I was happy to discover I was the only roommate back from traveling when I dropped my bags in my living room that afternoon. Being alone allowed space and quiet to realize that being on an emotional high for seven days, although it is enthralling, drained me. My last desire was to spend more time with people, but I could not pull myself away from joining in my neighbors’ conversations about their perils and pleasures from the past week. The fact that food was involved was not too bad either.

Although rest was what I should have strived for, one more social event was on my calendar. Two of my teammates, now close friends, from my week away decided to go see “The Hunger Games,” a movie I had been anticipating seeing for months, and I was not particularly ready to dive into the assignments I knew were waiting for me. So I joined them at the least fancy theater in town for one more time to gasp and giggle together. The sun had sunk by the time we left the theater, and my top priority was climbing under my covers. Reflecting on the lessons I had learned would come tomorrow.

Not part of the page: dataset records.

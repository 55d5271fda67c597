use crate::github::{
    config::GitHubConfig,
    models::{Commit, Contributor, Repository},
};
use crate::metrics::{CallStatus, Metrics};
use crate::rate_limiter::{RateLimitHeaders, RateLimiter};
use crate::service::Provider;
use crate::{Error, Result};
use reqwest::{header, Client, StatusCode};
use std::sync::Arc;
use std::time::{Duration, Instant};
use tracing::{debug, error};

/// Query filters for the commit listing endpoint
#[derive(Debug, Clone, Default)]
pub struct CommitQuery<'a> {
    pub sha: &'a str,
    pub path: &'a str,
    pub author: &'a str,
    pub page: u32,
    pub per_page: u32,
}

/// GitHub API client
#[derive(Clone)]
pub struct GitHubClient {
    client: Client,
    config: GitHubConfig,
    rate_limiter: RateLimiter,
    metrics: Arc<Metrics>,
}

impl GitHubClient {
    /// Create a new GitHub client
    pub fn new(config: GitHubConfig, metrics: Arc<Metrics>) -> Result<Self> {
        let mut headers = header::HeaderMap::new();
        headers.insert(
            header::USER_AGENT,
            header::HeaderValue::from_static(concat!("gitstats/", env!("CARGO_PKG_VERSION"))),
        );
        headers.insert(
            header::ACCEPT,
            header::HeaderValue::from_static("application/vnd.github+json"),
        );

        if let Some(token) = &config.token {
            let auth_value = format!("Bearer {token}");
            headers.insert(
                header::AUTHORIZATION,
                header::HeaderValue::from_str(&auth_value)
                    .map_err(|e| Error::Config(format!("Invalid GitHub token: {e}")))?,
            );
        }

        let client = Client::builder()
            .default_headers(headers)
            .timeout(Duration::from_secs(config.http_timeout_secs))
            .build()
            .map_err(|e| Error::Internal(format!("Failed to create HTTP client: {e}")))?;

        let rate_limiter = RateLimiter::new(RateLimitHeaders::GITHUB, config.rate_limit_buffer);

        Ok(Self {
            client,
            config,
            rate_limiter,
            metrics,
        })
    }

    pub fn config(&self) -> &GitHubConfig {
        &self.config
    }

    /// Make a GET request to GitHub API, recording the call under `endpoint`
    async fn get<T>(&self, endpoint: &'static str, path: &str, query: &[(&str, String)]) -> Result<T>
    where
        T: serde::de::DeserializeOwned,
    {
        let started = Instant::now();
        let result = self.send_get(path, query).await;
        self.metrics.record_api_call(
            Provider::GitHub,
            endpoint,
            CallStatus::from_ok(result.is_ok()),
            started.elapsed(),
        );
        result
    }

    async fn send_get<T>(&self, path: &str, query: &[(&str, String)]) -> Result<T>
    where
        T: serde::de::DeserializeOwned,
    {
        // Wait if we're approaching rate limit
        self.rate_limiter.wait_if_needed().await;

        let url = format!("{}{}", self.config.api_base_url(), path);
        debug!("GitHub API request: GET {} {:?}", url, query);

        let response = self
            .client
            .get(&url)
            .query(query)
            .send()
            .await
            .map_err(|e| Error::Upstream(format!("GitHub API request failed: {e}")))?;

        self.rate_limiter
            .update_from_headers(response.headers())
            .await;

        let status = response.status();

        if !status.is_success() {
            let error_body = response
                .text()
                .await
                .unwrap_or_else(|_| "Unable to read error response".to_string());
            error!("GitHub API error: {} - {}", status, error_body);

            return Err(match status {
                StatusCode::NOT_FOUND => Error::NotFound(format!("GitHub resource {path}")),
                StatusCode::FORBIDDEN | StatusCode::TOO_MANY_REQUESTS => {
                    Error::Upstream("GitHub API rate limit exceeded or access denied".to_string())
                }
                StatusCode::UNAUTHORIZED => {
                    Error::Upstream("GitHub authentication failed".to_string())
                }
                _ => Error::Upstream(format!("GitHub API error: {status}")),
            });
        }

        let body = response
            .bytes()
            .await
            .map_err(|e| Error::Upstream(format!("Failed to read GitHub API response: {e}")))?;

        // Listings of empty repositories answer 204 with no body
        let body: &[u8] = if status == StatusCode::NO_CONTENT && body.is_empty() {
            b"[]"
        } else {
            &body
        };

        serde_json::from_slice(body)
            .map_err(|e| Error::Upstream(format!("Failed to parse GitHub API response: {e}")))
    }

    /// Repositories the authenticated user owns, collaborates on or can see
    /// through organization membership
    pub async fn list_authenticated_repositories(&self, per_page: u32) -> Result<Vec<Repository>> {
        self.get(
            "list_repos",
            "/user/repos",
            &[
                ("affiliation", "owner,collaborator,organization_member".to_string()),
                ("sort", "updated".to_string()),
                ("direction", "desc".to_string()),
                ("per_page", per_page.to_string()),
            ],
        )
        .await
    }

    pub async fn list_org_repositories(&self, org: &str, per_page: u32) -> Result<Vec<Repository>> {
        let path = format!("/orgs/{}/repos", urlencoding::encode(org));
        self.get(
            "list_org_repos",
            &path,
            &[("type", "all".to_string()), ("per_page", per_page.to_string())],
        )
        .await
    }

    pub async fn list_user_repositories(&self, user: &str, per_page: u32) -> Result<Vec<Repository>> {
        let path = format!("/users/{}/repos", urlencoding::encode(user));
        self.get(
            "list_user_repos",
            &path,
            &[("type", "all".to_string()), ("per_page", per_page.to_string())],
        )
        .await
    }

    /// Get repository information
    pub async fn get_repository(&self, owner: &str, repo: &str) -> Result<Repository> {
        let path = format!(
            "/repos/{}/{}",
            urlencoding::encode(owner),
            urlencoding::encode(repo)
        );
        self.get("get_repo", &path, &[]).await
    }

    pub async fn get_repository_by_id(&self, id: i64) -> Result<Repository> {
        let path = format!("/repositories/{id}");
        self.get("get_repo", &path, &[]).await
    }

    /// One page of the commit listing (no stats on the entries)
    pub async fn list_commits(
        &self,
        owner: &str,
        repo: &str,
        query: &CommitQuery<'_>,
    ) -> Result<Vec<Commit>> {
        let path = format!(
            "/repos/{}/{}/commits",
            urlencoding::encode(owner),
            urlencoding::encode(repo)
        );

        let mut params = vec![
            ("per_page", query.per_page.to_string()),
            ("page", query.page.to_string()),
        ];
        if !query.sha.is_empty() {
            params.push(("sha", query.sha.to_string()));
        }
        if !query.path.is_empty() {
            params.push(("path", query.path.to_string()));
        }
        if !query.author.is_empty() {
            params.push(("author", query.author.to_string()));
        }

        self.get("list_commits", &path, &params).await
    }

    /// Get commit information including line statistics
    pub async fn get_commit(&self, owner: &str, repo: &str, sha: &str) -> Result<Commit> {
        let path = format!(
            "/repos/{}/{}/commits/{}",
            urlencoding::encode(owner),
            urlencoding::encode(repo),
            urlencoding::encode(sha)
        );
        self.get("get_commit", &path, &[]).await
    }

    pub async fn list_contributors(
        &self,
        owner: &str,
        repo: &str,
        per_page: u32,
    ) -> Result<Vec<Contributor>> {
        let path = format!(
            "/repos/{}/{}/contributors",
            urlencoding::encode(owner),
            urlencoding::encode(repo)
        );
        self.get("list_contributors", &path, &[("per_page", per_page.to_string())])
            .await
    }
}
//! Look-aside caching for provider reads.
//!
//! [`CacheBackend`] is the key-value contract; [`CachedService`] wraps a
//! [`GitService`](crate::service::GitService) with it.

pub mod cached;
pub mod keys;
pub mod memory;

use async_trait::async_trait;
use std::time::Duration;
use thiserror::Error;

pub use cached::CachedService;
pub use memory::MemoryCache;

/// Cache operation errors. Never surfaced past the cache-aside layer.
#[derive(Debug, Error)]
pub enum CacheError {
    #[error("Cache backend unavailable: {0}")]
    Unavailable(String),

    #[error("Cache operation timed out")]
    Timeout,
}

/// Key-value store with per-entry expiry
#[async_trait]
pub trait CacheBackend: Send + Sync {
    /// `Ok(None)` is a clean miss
    async fn get(&self, key: &str) -> Result<Option<Vec<u8>>, CacheError>;

    async fn set(&self, key: &str, value: &[u8], ttl: Duration) -> Result<(), CacheError>;
}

Being back in my own church community was like falling into the arms of my father after breaking up with my first boyfriend. I was comforted and felt at home, but I knew I would never see the service the same way again. Rhode Island and Grace Harbor showed me how dear my fellow believers are and what a real community looks like. They eat together, study together and bear each other’s burdens together, and these actions did not happen just on Sunday morning. They lived daily together. I found myself wishing for what I did not have in the South: blunt but completely dedicated brothers and sisters.

With the passing of the morning hours, I had to face the mounting pile of homework and unanswered emails because I did not bring a single book or check for urgent messages the entire time I was away. I wanted to be swallowed by the fellowship I knew I would find in Rhode Island, and that meant often leaving my phone behind and even ignoring messages from my parents or professors. I stepped away and dedicated all my time to those around me and contemplated on what I was called as a Christian to do. The hardest part was returning to the daily grind of rising early, staring at my laptop most of the day and lying down late. The first and last part of my day I could handle, that comes with being in your early twenties, but the middle was what wore on me. Oh, how I yearned for the middle to be filled with people and laughter and hearty meals instead of papers and interviews and classes. Maybe once again it will.

Thanks for joining me on this journey! Keep coming back for some more stories…

Til then!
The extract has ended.